Hay una curiosa coincidencia que ronda al Mundial 2026. Cada vez que México ha sido anfitrión y ha quedado eliminado, el equipo que lo venció ha llegado a la final… y ha perdido. Este domingo pasado, Inglaterra derrotó 3-2 al Tri en el Estadio Azteca, y ahora la historia podría repetirse.
El patrón tiene números precisos. El primer antecedente data de hace 56 años. En 1970, México organizó su primer Mundial y cayó ante Italia en cuartos de final por 4-1 en Toluca. Los italianos avanzaron firmes, ganaron los siguientes partidos y llegaron a la final del 21 de junio de 1970 en el Estadio Azteca. Allí, Brasil los aplastó con el mismo marcador: 4-1. Pelé, Jairzinho, Rivelino y Tostão destrozaron las aspiraciones italianas frente a más de 80.000 espectadores. El verdugo del anfitrión se fue a casa como subcampeón.

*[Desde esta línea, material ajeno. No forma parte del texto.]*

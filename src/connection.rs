//! IMAPS connection and TLS helpers
//!
//! Opens a TCP connection, performs the TLS handshake right away
//! (implicit TLS, port 993) and logs in.

use crate::config::{ImapConfig, TlsVerification};
use crate::error::{Error, Result};
use async_imap::Session;
use rustls::pki_types::ServerName;
use std::sync::Arc;
use tokio::net::TcpStream;
use tokio_rustls::TlsConnector;
use tokio_util::compat::{Compat, TokioAsyncReadCompatExt};
use tracing::{debug, info};

/// A TLS-wrapped IMAP session.
pub type ImapSession = Session<Compat<tokio_rustls::client::TlsStream<TcpStream>>>;

/// Build a TLS connector for the requested verification mode.
fn tls_connector(verification: TlsVerification) -> TlsConnector {
    let config = match verification {
        TlsVerification::WebPki => {
            let root_store = rustls::RootCertStore {
                roots: webpki_roots::TLS_SERVER_ROOTS.to_vec(),
            };
            rustls::ClientConfig::builder()
                .with_root_certificates(root_store)
                .with_no_client_auth()
        }
        TlsVerification::AcceptInvalid => rustls::ClientConfig::builder()
            .dangerous()
            .with_custom_certificate_verifier(Arc::new(AcceptAnyCert))
            .with_no_client_auth(),
    };
    TlsConnector::from(Arc::new(config))
}

/// Open a TLS-wrapped IMAP session and log in.
///
/// Connect, TLS and LOGIN failures are all reported as distinct
/// errors; none of them is retried.
pub async fn connect(config: &ImapConfig) -> Result<ImapSession> {
    let addr = config.address();
    info!("Connecting to server {}", addr);

    let tcp_stream = TcpStream::connect(&addr).await?;

    let connector = tls_connector(config.tls);
    let server_name = ServerName::try_from(config.host.clone())
        .map_err(|e| Error::Tls(format!("Invalid server name: {e}")))?;

    let tls_stream = connector
        .connect(server_name, tcp_stream)
        .await
        .map_err(|e| Error::Tls(e.to_string()))?;
    debug!("Connected");

    let client = async_imap::Client::new(tls_stream.compat());

    debug!("Login: {}", config.username);
    let session = client
        .login(&config.username, &config.password)
        .await
        .map_err(|(e, _)| Error::Imap(format!("Login failed for {}: {e}", config.username)))?;

    info!("Logged in");
    Ok(session)
}

/// Certificate verifier that accepts all certificates
/// (for servers with self-signed certs).
#[derive(Debug)]
struct AcceptAnyCert;

impl rustls::client::danger::ServerCertVerifier for AcceptAnyCert {
    fn verify_server_cert(
        &self,
        _end_entity: &rustls::pki_types::CertificateDer<'_>,
        _intermediates: &[rustls::pki_types::CertificateDer<'_>],
        _server_name: &rustls::pki_types::ServerName<'_>,
        _ocsp_response: &[u8],
        _now: rustls::pki_types::UnixTime,
    ) -> std::result::Result<rustls::client::danger::ServerCertVerified, rustls::Error> {
        Ok(rustls::client::danger::ServerCertVerified::assertion())
    }

    fn verify_tls12_signature(
        &self,
        _message: &[u8],
        _cert: &rustls::pki_types::CertificateDer<'_>,
        _dss: &rustls::DigitallySignedStruct,
    ) -> std::result::Result<rustls::client::danger::HandshakeSignatureValid, rustls::Error> {
        Ok(rustls::client::danger::HandshakeSignatureValid::assertion())
    }

    fn verify_tls13_signature(
        &self,
        _message: &[u8],
        _cert: &rustls::pki_types::CertificateDer<'_>,
        _dss: &rustls::DigitallySignedStruct,
    ) -> std::result::Result<rustls::client::danger::HandshakeSignatureValid, rustls::Error> {
        Ok(rustls::client::danger::HandshakeSignatureValid::assertion())
    }

    fn supported_verify_schemes(&self) -> Vec<rustls::SignatureScheme> {
        rustls::crypto::ring::default_provider()
            .signature_verification_algorithms
            .supported_schemes()
    }
}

Dieciséis años después, en 1986, México volvió a ser anfitrión. Esta vez cayó ante Alemania Occidental en cuartos de final, en Monterrey. El partido terminó 0-0 en el tiempo regular y en la prórroga; en penales, los alemanes ganaron 4-1. Siguieron avanzando hasta la final. El 29 de junio de 1986, el Azteca los esperaba. Argentina y Diego Maradona los derrotaron 3-2 en uno de los partidos más memorables de la historia del fútbol. Alemania Occidental volvió a ser subcampeona. El equipo que eliminó al Tri en casa no pudo con el último escalón.
Ahora la pregunta que flota desde el domingo pasado es si Inglaterra repetirá el destino.
Sin embargo, hay factores que diferencian el Mundial 2026 de los dos precedentes. En 1970 y en 1986, las finales donde los verdugos del Tri cayeron se jugaron en el Estadio Azteca; la final de este Mundial será el 19 de julio en el MetLife Stadium de Nueva Jersey, a miles de kilómetros de Ciudad de México.

Además, a diferencia de Toluca en 1970 y Monterrey en 1986, la eliminación de México en 2026 sí ocurrió en el Azteca, lo que rompe otra parte de la geometría del patrón.
El partido del domingo
Este domingo ante 80.000 aficionados que habían arropado al Tri con la frase viral “¿Y si sí?”, Jude Bellingham anotó de palomita al minuto 36 tras centro de Bukayo Saka y marcó de nuevo dos minutos después, para el 2-0. Ambos goles llegaron en apenas 98 segundos. Fue el primer doblete de su carrera con Inglaterra. México no se rindió. Julián Quiñones descontó al 42′ y Raúl Jiménez convirtió un penal al 69′ para el 3-2.
Harry Kane anotó el 3-1 de penal al 60′, su sexto gol en el torneo. El Tri llegó a jugar con superioridad numérica tras la expulsión de Jarell Quansah al 54′, pero no pudo revertir el marcador. Fue la tercera derrota del Tri en juego oficial dentro de su propio estadio y la séptima eliminación consecutiva en octavos de final. El entrenador inglés Thomas Tuchel calificó el triunfo como si hubieran “ganado la final”. “La historia de Inglaterra en este estadio era muy triste, hoy hicimos las paces”, dijo.
Lo que viene para Inglaterra

Para que el patrón histórico se active y los ingleses lleguen a la final, Inglaterra tendría que superar primero a Noruega en cuartos de final el sábado 11 de julio en Miami. Los noruegos vienen de eliminar a Brasil 2-1 con dos goles de Erling Haaland y son una de las sorpresas del torneo.
Si supera a los noruegos, Inglaterra enfrentaría en semifinales al ganador del cruce entre Argentina o Egipto contra Colombia o Suiza, duelos que se disputarán este martes 7 de julio.
Solo entonces, de ganar también esa semifinal, los ingleses llegarían a la final del 19 de julio en el MetLife Stadium de East Rutherford, Nueva Jersey, donde la maldición de haber eliminado al anfitrión de México podría cobrar su tercera víctima.